■ EXERCISE REQUIREMENTS: Find and copy each line of the listing below that has the word "write" in it.

▶

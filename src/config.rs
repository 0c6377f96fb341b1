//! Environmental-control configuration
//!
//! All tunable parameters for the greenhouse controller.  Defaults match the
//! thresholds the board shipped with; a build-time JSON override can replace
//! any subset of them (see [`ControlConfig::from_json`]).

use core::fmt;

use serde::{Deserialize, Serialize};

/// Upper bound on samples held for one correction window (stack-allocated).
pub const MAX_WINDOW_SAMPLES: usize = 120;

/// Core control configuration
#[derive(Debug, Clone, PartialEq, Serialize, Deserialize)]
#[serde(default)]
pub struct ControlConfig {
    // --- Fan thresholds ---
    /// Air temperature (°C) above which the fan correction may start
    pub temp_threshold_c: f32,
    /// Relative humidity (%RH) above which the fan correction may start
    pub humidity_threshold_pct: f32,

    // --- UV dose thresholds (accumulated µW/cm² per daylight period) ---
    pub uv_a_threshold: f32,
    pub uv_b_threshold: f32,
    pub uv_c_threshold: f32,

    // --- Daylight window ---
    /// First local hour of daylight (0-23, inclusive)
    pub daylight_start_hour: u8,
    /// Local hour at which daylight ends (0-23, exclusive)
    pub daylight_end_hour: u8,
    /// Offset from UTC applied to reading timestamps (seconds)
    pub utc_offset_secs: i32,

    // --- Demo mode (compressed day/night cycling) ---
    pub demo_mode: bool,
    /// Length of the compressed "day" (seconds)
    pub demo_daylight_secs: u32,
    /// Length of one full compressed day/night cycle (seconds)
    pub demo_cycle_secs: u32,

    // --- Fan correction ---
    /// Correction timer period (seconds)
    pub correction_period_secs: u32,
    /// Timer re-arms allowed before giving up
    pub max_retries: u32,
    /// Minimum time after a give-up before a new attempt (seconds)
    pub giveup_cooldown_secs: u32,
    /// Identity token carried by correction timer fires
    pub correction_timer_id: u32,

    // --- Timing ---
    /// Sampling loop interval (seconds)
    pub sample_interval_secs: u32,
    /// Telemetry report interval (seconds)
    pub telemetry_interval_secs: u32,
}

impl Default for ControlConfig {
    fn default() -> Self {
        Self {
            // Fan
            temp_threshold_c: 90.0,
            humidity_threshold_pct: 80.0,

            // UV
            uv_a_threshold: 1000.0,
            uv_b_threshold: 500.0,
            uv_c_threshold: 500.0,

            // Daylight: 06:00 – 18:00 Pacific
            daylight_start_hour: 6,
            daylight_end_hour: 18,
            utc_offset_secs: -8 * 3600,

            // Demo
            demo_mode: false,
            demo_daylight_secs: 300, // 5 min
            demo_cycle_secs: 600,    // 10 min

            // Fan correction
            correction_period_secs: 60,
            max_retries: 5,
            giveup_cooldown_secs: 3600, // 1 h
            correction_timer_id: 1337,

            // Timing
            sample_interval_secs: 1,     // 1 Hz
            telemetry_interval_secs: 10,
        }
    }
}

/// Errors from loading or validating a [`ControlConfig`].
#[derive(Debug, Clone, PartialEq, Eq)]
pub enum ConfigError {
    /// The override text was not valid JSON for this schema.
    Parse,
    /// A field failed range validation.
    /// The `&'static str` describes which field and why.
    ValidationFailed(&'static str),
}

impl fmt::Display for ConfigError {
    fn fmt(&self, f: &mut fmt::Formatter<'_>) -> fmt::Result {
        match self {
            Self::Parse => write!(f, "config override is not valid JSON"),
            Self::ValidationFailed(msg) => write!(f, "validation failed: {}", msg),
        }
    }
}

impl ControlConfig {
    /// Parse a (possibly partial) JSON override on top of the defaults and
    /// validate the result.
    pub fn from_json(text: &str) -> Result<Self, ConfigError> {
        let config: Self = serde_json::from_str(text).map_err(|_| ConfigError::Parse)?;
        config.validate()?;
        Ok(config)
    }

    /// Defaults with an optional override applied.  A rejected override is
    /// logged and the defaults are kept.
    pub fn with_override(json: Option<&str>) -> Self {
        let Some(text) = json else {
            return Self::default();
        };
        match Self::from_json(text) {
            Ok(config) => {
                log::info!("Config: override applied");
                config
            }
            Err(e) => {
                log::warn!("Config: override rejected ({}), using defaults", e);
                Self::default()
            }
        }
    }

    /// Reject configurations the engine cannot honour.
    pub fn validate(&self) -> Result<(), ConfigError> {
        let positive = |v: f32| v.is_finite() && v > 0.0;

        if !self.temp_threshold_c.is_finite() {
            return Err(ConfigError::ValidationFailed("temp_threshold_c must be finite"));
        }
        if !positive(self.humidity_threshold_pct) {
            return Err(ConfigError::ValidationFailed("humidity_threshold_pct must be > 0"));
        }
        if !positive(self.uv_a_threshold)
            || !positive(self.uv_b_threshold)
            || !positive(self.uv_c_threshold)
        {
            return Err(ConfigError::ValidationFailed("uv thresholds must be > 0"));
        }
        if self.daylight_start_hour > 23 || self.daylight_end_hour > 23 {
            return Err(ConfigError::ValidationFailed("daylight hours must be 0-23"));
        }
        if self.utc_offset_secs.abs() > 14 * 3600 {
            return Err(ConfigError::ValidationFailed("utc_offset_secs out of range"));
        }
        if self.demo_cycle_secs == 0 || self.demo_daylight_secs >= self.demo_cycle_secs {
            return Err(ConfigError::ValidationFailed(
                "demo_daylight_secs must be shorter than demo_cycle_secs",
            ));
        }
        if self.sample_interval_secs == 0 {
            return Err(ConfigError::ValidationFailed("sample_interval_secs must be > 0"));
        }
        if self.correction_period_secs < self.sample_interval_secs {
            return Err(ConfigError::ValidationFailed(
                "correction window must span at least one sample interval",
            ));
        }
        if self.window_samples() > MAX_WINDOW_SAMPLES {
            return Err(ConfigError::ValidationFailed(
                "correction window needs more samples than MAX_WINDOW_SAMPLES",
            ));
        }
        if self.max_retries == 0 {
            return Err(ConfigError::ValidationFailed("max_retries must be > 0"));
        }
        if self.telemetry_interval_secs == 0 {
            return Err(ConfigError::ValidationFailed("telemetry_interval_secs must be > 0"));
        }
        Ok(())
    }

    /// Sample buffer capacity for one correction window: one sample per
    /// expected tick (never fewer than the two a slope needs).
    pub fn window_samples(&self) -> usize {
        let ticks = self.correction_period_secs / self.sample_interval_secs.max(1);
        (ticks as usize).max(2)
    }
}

◀

■ ANSWER TO THIS PROBLEM:
            Self::Parse => write!(f, "config override is not valid JSON"),
            Self::ValidationFailed(msg) => write!(f, "validation failed: {}", msg),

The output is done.